1. 20
  1.  

  2. 8

    There’s yak shaving and then there’s emulating your own theoretical architecture, porting a compiler to it, making your own OS and userspace libraries so you can finally be able to write that note taking application.

    1. 4

      So after thinking, some thoughts on the theoretical Subleq ISA:

      • There’s no registers, and likely no cache - you’re pegged to the speed of memory access.

      • You likely won’t be able to get clocks up much higher than an x86, if at all; and your IPC is going to be very low because you can’t do a lot per cycle. I doubt you could pull off many optimization tricks either.

      • I don’t see how you could implement interrupts - you’re going to be polling.

      • It’ll be hard to manage anything like a stack… or transitioning from user to kernel mode.

      You could probably implement a small CPU that’s more effective, less radical, yet still comprehendible. Keep any design, CISC/RISC/whatever simple enough and it wouldn’t be hard to implement.

      Perhaps all this complexity exists for a good reason?

      1. 2

        Perhaps all this complexity exists for a good reason?

        Well, maybe not all :)

      2. 4

        This is neat in a “do more with less” kind of way.
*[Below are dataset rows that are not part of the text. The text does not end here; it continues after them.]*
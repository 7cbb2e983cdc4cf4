use km_common::Money;
use serde::{Deserialize, Serialize};

use crate::db_types::{Payment, PaymentStatus};

/// A seller's payment history with completed and pending totals broken out.
#[derive(Debug, Clone, Serialize, Deserialize)]
pub struct PaymentsResult {
    pub seller_id: i64,
    pub total_completed: Money,
    pub total_pending: Money,
    pub payments: Vec<Payment>,
}

impl PaymentsResult {
    pub fn new(seller_id: i64, payments: Vec<Payment>) -> Self {
        let total_completed =
            payments.iter().filter(|p| p.status == PaymentStatus::Completed).map(|p| p.amount).sum();
        let total_pending = payments.iter().filter(|p| p.status == PaymentStatus::Pending).map(|p| p.amount).sum();
        Self { seller_id, total_completed, total_pending, payments }
    }
}
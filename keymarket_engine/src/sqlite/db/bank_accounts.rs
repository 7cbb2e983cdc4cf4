use sqlx::SqliteConnection;

use crate::{
    db_types::{BankAccount, NewBankAccount},
    traits::MarketGatewayError,
};

pub async fn insert_bank_account(
    account: NewBankAccount,
    conn: &mut SqliteConnection,
) -> Result<BankAccount, MarketGatewayError> {
    let account = sqlx::query_as(
        r#"
            INSERT INTO bank_accounts (bank_name, account_name, account_number) VALUES ($1, $2, $3)
            RETURNING *;
        "#,
    )
    .bind(account.bank_name)
    .bind(account.account_name)
    .bind(account.account_number.reveal().as_str())
    .fetch_one(conn)
    .await?;
    Ok(account)
}

pub async fn set_active(
    account_id: i64,
    active: bool,
    conn: &mut SqliteConnection,
) -> Result<BankAccount, MarketGatewayError> {
    let account = sqlx::query_as(
        r#"
            UPDATE bank_accounts
            SET is_active = $1,
                activated_at = CASE WHEN $1 THEN CURRENT_TIMESTAMP ELSE activated_at END
            WHERE id = $2
            RETURNING *;
        "#,
    )
    .bind(active)
    .bind(account_id)
    .fetch_optional(conn)
    .await?
    .ok_or(MarketGatewayError::BankAccountNotFound(account_id))?;
    Ok(account)
}

pub async fn fetch_bank_account(
    account_id: i64,
    conn: &mut SqliteConnection,
) -> Result<Option<BankAccount>, MarketGatewayError> {
    let account =
        sqlx::query_as("SELECT * FROM bank_accounts WHERE id = $1").bind(account_id).fetch_optional(conn).await?;
    Ok(account)
}

pub async fn fetch_all(conn: &mut SqliteConnection) -> Result<Vec<BankAccount>, MarketGatewayError> {
    let accounts = sqlx::query_as("SELECT * FROM bank_accounts ORDER BY id ASC").fetch_all(conn).await?;
    Ok(accounts)
}

/// The account new invoices are issued against. The `activated_at DESC` ordering is the
/// tie-break when an admin has left more than one account active.
pub async fn fetch_active(conn: &mut SqliteConnection) -> Result<Option<BankAccount>, MarketGatewayError> {
    let account = sqlx::query_as(
        "SELECT * FROM bank_accounts WHERE is_active = 1 ORDER BY activated_at DESC, id DESC LIMIT 1",
    )
    .fetch_optional(conn)
    .await?;
    Ok(account)
}
//! #  Database management and control.
//!
//! This module defines the interface contracts that payment-engine database *backends* must
//! implement, plus the boundary trait for the external bank feed.
//!
//! ## Traits
//! * [`MarketGatewayDatabase`] defines the highest level of behaviour for backends: the atomic
//!   purchase transaction, top-up issuance, reconciliation transitions and inventory stocking.
//! * [`AccountManagement`] provides read-only queries over accounts, orders and payments.
//! * [`BankAccountManagement`] manages the set of receiving bank accounts.
//! * [`PricingManagement`] manages seller-specific price overrides.
//! * [`ExchangeRates`] reads and updates the quote-to-local conversion rate.
//! * [`BankFeed`] is the contract for the external bank-transaction source that the
//!   reconciliation worker polls. It is implemented outside this crate.
mod account_management;
mod bank_accounts;
mod bank_feed;
mod data_objects;
mod exchange_rates;
mod market_gateway_database;
mod pricing;

pub use account_management::{AccountApiError, AccountManagement};
pub use bank_accounts::BankAccountManagement;
pub use bank_feed::{BankFeed, BankFeedError, BankTransaction};
pub use data_objects::{PurchaseReceipt, ReconciliationReport};
pub use exchange_rates::{ExchangeRateError, ExchangeRates};
pub use market_gateway_database::{
    MarketGatewayDatabase,
    MarketGatewayError,
    MAX_PENDING_TOPUPS,
    TOPUP_EXPIRY_SECS,
    TOPUP_RATE_LIMIT_SECS,
};
pub use pricing::PricingManagement;
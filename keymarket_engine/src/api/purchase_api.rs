use std::fmt::Debug;

use log::*;

use crate::{
    db_types::{NewInventoryUnit, NewProduct, Product},
    events::{EventProducers, OrderCreatedEvent},
    traits::{MarketGatewayDatabase, MarketGatewayError, PurchaseReceipt},
};

/// `PurchaseApi` is the primary API for converting a seller's wallet balance into a consumed
/// inventory key and an immutable order record. It also owns the stocking side: creating
/// products and bulk-adding inventory units.
pub struct PurchaseApi<B> {
    db: B,
    producers: EventProducers,
}

impl<B> Debug for PurchaseApi<B> {
    fn fmt(&self, f: &mut std::fmt::Formatter<'_>) -> std::fmt::Result {
        write!(f, "PurchaseApi")
    }
}

impl<B> PurchaseApi<B> {
    pub fn new(db: B, producers: EventProducers) -> Self {
        Self { db, producers }
    }
}

impl<B> PurchaseApi<B>
where B: MarketGatewayDatabase
{
    /// Executes a purchase for the given seller and product.
    ///
    /// The entire flow — price resolution, inventory allocation, wallet debit and order
    /// creation — runs as one atomic transaction in the backend. On success the new order and
    /// the post-debit balance are returned and an `OrderCreated` event is published.
    pub async fn purchase(&self, seller_id: i64, product_id: i64) -> Result<PurchaseReceipt, MarketGatewayError> {
        let receipt = self.db.process_purchase(seller_id, product_id).await?;
        debug!(
            "🛒️ Seller #{seller_id} bought product #{product_id} ({}) for {}. Balance is now {}",
            receipt.order.product_name, receipt.order.price, receipt.new_balance
        );
        self.call_order_created_hook(&receipt).await;
        Ok(receipt)
    }

    async fn call_order_created_hook(&self, receipt: &PurchaseReceipt) {
        for emitter in &self.producers.order_created_producer {
            trace!("🛒️ Notifying order created hook subscribers");
            let event = OrderCreatedEvent::new(receipt.order.clone(), receipt.new_balance);
            emitter.publish_event(event).await;
        }
    }

    /// Creates a new catalog product with no stock.
    pub async fn create_product(&self, product: NewProduct) -> Result<Product, MarketGatewayError> {
        let product = self.db.create_product(product).await?;
        debug!("🛒️ Product #{} ({}) created at {}", product.id, product.name, product.base_price);
        Ok(product)
    }

    /// Stocks the product with the given keys. Returns the product with its updated
    /// availability aggregate.
    pub async fn add_inventory(
        &self,
        product_id: i64,
        units: &[NewInventoryUnit],
    ) -> Result<Product, MarketGatewayError> {
        let product = self.db.add_inventory(product_id, units).await?;
        debug!("🛒️ {} units added to product #{product_id}. {} now available", units.len(), product.total_available);
        Ok(product)
    }

    pub fn db(&self) -> &B {
        &self.db
    }

    pub fn db_mut(&mut self) -> &mut B {
        &mut self.db
    }
}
I’m fascinated by how clever these things are.

        His example illustrated is wrong in a couple of ways, though. He does A - B when it should be B - A. He also writes the result to location B (01) when it should go to the addresses pointed to by B (04). The wiki he references is a better resource for anyone about to write a competing OS. ;)

        http://esolangs.org/wiki/Subleq

        1. 3

          I find this somewhat reminiscent of Urbit in it’s “let’s just start over from scratch” approach. These kind of projects are fascinating Yak shaves to watch even if they will never find mainstream application.